* _Provided information_

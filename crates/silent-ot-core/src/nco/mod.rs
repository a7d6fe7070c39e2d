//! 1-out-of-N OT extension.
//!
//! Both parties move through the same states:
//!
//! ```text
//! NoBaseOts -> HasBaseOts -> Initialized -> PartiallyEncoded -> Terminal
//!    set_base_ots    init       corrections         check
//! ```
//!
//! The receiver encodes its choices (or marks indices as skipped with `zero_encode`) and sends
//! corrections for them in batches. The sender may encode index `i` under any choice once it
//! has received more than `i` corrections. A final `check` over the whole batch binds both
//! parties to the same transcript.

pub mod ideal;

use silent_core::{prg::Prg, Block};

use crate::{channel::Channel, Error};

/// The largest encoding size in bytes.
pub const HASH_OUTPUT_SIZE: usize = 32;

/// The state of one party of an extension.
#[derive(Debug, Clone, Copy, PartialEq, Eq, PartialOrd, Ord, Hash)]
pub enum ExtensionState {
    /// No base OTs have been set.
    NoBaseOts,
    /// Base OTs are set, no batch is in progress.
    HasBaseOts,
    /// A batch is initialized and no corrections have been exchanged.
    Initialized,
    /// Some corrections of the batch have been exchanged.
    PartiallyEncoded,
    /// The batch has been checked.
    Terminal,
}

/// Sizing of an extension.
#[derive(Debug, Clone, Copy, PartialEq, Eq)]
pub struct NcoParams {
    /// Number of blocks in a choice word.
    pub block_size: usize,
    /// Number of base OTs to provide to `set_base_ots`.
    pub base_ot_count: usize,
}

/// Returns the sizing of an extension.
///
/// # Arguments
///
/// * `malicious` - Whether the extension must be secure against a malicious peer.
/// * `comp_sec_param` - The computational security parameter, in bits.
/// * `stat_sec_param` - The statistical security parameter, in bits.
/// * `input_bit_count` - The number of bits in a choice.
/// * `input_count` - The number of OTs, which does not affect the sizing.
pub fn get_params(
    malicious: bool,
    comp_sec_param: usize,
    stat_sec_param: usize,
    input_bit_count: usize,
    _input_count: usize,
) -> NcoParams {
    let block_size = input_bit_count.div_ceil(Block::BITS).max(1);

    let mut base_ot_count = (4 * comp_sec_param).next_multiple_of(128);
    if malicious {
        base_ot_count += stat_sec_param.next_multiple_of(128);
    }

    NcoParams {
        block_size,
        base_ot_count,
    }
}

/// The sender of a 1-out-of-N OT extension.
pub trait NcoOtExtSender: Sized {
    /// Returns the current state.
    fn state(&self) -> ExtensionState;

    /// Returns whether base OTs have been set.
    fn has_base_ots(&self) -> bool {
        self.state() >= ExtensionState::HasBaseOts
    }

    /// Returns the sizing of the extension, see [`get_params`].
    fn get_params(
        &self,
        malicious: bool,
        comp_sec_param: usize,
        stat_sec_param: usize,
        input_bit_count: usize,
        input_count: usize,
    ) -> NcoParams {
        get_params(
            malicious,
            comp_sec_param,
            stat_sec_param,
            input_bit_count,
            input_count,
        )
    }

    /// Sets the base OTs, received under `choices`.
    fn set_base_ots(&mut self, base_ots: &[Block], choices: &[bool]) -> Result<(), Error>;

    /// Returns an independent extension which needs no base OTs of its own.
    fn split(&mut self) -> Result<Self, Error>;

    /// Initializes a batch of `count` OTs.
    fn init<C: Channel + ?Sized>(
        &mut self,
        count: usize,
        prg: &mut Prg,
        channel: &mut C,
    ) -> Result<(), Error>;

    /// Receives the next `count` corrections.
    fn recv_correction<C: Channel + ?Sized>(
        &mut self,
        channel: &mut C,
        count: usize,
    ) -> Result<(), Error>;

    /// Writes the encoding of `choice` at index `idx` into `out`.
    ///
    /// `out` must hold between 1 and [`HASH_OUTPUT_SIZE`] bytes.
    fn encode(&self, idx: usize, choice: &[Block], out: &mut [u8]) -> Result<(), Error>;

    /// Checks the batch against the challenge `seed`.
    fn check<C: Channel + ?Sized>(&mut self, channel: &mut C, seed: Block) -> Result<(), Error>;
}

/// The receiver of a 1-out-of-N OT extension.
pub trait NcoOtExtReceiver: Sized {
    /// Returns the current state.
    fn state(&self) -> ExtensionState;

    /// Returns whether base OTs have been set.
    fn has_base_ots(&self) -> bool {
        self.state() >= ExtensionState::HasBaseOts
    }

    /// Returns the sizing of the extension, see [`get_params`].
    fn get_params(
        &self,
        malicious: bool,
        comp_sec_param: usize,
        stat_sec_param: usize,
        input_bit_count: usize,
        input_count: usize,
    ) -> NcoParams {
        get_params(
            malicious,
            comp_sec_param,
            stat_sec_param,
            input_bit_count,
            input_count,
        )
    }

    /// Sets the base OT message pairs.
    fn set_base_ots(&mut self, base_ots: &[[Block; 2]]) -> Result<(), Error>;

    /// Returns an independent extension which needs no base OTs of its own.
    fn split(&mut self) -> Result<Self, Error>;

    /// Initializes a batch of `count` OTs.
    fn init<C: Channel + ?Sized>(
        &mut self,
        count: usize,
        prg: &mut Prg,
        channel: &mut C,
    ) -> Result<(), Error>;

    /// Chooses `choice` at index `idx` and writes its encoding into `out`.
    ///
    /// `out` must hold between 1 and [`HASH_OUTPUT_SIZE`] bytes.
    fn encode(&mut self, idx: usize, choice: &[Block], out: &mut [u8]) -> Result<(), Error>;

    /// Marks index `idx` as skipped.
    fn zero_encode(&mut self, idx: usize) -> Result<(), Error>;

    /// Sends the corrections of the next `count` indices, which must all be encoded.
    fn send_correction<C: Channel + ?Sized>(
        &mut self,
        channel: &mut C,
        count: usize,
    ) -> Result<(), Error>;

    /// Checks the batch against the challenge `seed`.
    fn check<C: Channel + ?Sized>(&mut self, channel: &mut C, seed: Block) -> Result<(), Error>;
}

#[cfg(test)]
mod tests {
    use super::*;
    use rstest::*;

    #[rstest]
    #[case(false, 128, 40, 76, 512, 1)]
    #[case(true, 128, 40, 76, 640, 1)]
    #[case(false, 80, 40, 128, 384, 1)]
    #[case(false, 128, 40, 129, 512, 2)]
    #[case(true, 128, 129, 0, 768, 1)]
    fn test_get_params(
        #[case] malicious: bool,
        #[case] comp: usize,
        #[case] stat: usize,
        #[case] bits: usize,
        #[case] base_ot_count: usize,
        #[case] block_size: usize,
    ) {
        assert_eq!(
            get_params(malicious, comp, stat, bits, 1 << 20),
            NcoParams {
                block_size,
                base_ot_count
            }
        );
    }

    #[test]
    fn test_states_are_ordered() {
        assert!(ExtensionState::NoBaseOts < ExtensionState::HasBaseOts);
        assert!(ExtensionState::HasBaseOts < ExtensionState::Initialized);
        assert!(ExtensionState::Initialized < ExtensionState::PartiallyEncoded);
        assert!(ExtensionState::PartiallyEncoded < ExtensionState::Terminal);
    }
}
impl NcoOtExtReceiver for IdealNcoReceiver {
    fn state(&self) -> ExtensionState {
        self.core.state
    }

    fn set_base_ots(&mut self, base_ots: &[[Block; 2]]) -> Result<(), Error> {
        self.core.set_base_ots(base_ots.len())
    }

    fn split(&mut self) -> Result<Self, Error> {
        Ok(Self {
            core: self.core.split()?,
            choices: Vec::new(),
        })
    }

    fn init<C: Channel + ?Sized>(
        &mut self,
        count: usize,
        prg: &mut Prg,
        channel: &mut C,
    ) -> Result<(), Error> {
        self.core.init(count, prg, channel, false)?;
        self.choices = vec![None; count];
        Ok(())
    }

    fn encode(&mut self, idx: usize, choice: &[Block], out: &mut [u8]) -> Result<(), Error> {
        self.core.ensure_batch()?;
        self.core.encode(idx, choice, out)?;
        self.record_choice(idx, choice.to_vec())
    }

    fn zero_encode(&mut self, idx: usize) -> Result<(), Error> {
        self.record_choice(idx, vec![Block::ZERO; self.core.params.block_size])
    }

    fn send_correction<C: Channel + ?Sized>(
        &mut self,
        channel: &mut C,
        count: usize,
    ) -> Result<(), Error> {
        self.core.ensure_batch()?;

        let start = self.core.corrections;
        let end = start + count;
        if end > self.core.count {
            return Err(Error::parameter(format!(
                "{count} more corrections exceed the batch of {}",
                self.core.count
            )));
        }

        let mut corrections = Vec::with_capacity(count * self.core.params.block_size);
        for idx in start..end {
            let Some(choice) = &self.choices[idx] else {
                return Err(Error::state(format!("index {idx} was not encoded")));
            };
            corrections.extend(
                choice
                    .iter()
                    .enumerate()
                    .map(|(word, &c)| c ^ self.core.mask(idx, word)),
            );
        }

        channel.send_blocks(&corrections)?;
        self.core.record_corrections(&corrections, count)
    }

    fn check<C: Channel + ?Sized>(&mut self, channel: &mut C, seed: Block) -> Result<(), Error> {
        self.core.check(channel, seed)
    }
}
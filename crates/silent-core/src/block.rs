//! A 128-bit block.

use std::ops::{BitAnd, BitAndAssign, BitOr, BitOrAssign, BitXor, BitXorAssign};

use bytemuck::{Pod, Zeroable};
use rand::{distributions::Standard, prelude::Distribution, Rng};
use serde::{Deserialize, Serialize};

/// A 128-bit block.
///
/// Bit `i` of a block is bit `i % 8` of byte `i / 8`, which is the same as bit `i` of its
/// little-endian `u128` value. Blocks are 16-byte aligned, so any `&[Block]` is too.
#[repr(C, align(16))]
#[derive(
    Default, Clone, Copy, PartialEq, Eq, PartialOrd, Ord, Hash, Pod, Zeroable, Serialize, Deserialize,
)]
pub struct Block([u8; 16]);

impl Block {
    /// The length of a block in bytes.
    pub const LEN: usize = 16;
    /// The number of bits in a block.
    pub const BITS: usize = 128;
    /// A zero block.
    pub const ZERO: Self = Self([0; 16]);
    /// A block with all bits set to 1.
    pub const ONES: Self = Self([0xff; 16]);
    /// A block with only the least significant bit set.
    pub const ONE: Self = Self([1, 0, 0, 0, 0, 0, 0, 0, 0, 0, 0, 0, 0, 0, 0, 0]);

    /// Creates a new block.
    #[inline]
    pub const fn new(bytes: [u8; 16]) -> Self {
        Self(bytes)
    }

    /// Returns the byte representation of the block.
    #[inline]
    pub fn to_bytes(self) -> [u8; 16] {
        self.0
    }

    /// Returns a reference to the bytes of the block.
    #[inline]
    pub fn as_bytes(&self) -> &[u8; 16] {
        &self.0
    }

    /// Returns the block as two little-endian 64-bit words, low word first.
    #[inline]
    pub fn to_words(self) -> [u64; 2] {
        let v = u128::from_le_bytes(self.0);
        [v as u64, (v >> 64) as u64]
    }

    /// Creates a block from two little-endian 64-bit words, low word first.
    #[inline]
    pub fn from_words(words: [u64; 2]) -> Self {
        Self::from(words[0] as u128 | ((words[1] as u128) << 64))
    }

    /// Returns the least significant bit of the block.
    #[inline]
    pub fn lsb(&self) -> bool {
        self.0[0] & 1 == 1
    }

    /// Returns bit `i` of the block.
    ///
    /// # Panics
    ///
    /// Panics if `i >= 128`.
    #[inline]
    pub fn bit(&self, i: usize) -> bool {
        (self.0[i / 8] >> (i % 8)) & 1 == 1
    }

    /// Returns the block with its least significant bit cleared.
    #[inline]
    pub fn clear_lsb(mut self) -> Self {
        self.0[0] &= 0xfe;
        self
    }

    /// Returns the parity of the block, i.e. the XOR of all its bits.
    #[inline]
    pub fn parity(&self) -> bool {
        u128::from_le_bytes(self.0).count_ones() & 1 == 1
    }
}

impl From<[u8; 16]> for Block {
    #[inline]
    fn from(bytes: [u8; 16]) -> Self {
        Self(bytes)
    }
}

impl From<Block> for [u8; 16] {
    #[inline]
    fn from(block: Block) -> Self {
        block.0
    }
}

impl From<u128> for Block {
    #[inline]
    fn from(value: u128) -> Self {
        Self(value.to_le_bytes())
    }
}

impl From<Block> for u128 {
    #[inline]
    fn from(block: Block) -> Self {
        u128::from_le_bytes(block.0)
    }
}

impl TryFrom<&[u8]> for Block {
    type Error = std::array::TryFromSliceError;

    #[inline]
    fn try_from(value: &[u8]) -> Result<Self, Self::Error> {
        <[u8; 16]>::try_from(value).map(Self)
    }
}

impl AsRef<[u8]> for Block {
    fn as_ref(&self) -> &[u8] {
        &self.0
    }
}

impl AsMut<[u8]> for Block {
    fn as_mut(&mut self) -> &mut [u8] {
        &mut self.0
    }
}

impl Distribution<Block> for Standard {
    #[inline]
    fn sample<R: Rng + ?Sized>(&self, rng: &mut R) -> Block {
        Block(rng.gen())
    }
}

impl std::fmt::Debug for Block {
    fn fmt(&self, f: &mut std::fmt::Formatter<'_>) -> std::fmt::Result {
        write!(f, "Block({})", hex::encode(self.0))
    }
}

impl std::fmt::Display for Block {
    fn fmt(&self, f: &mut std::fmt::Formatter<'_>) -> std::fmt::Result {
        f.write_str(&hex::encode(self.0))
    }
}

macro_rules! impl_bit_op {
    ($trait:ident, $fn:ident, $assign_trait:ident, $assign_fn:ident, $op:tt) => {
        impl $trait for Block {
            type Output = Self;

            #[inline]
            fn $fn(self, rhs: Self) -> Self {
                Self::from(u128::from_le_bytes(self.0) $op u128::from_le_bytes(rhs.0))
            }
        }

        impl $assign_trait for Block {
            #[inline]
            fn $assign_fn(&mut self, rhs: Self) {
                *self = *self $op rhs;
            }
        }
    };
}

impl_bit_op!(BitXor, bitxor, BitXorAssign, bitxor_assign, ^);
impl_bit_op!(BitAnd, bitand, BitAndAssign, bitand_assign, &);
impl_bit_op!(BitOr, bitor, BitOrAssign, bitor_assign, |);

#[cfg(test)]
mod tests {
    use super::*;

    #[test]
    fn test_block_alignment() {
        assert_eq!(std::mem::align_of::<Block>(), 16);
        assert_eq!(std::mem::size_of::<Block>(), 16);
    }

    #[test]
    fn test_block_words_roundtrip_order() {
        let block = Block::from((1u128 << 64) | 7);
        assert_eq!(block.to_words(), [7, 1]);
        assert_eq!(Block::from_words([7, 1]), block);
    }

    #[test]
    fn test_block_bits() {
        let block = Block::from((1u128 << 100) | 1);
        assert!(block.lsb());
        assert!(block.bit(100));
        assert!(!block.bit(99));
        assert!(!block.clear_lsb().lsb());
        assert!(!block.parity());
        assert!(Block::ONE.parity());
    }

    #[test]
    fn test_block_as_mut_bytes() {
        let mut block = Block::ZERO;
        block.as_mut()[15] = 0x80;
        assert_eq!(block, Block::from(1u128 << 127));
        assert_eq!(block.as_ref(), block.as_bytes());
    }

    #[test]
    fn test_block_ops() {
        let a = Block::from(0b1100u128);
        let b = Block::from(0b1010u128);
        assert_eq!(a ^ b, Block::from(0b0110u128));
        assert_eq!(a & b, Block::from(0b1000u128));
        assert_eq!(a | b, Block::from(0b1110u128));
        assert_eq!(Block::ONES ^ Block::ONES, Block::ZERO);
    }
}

* _Aim of the exercise_
Copy, from the material, each line that holds the string "NoBaseOts".

* _Task response_
//! NoBaseOts -> HasBaseOts -> Initialized -> PartiallyEncoded -> Terminal
    NoBaseOts,
        assert!(ExtensionState::NoBaseOts < ExtensionState::HasBaseOts);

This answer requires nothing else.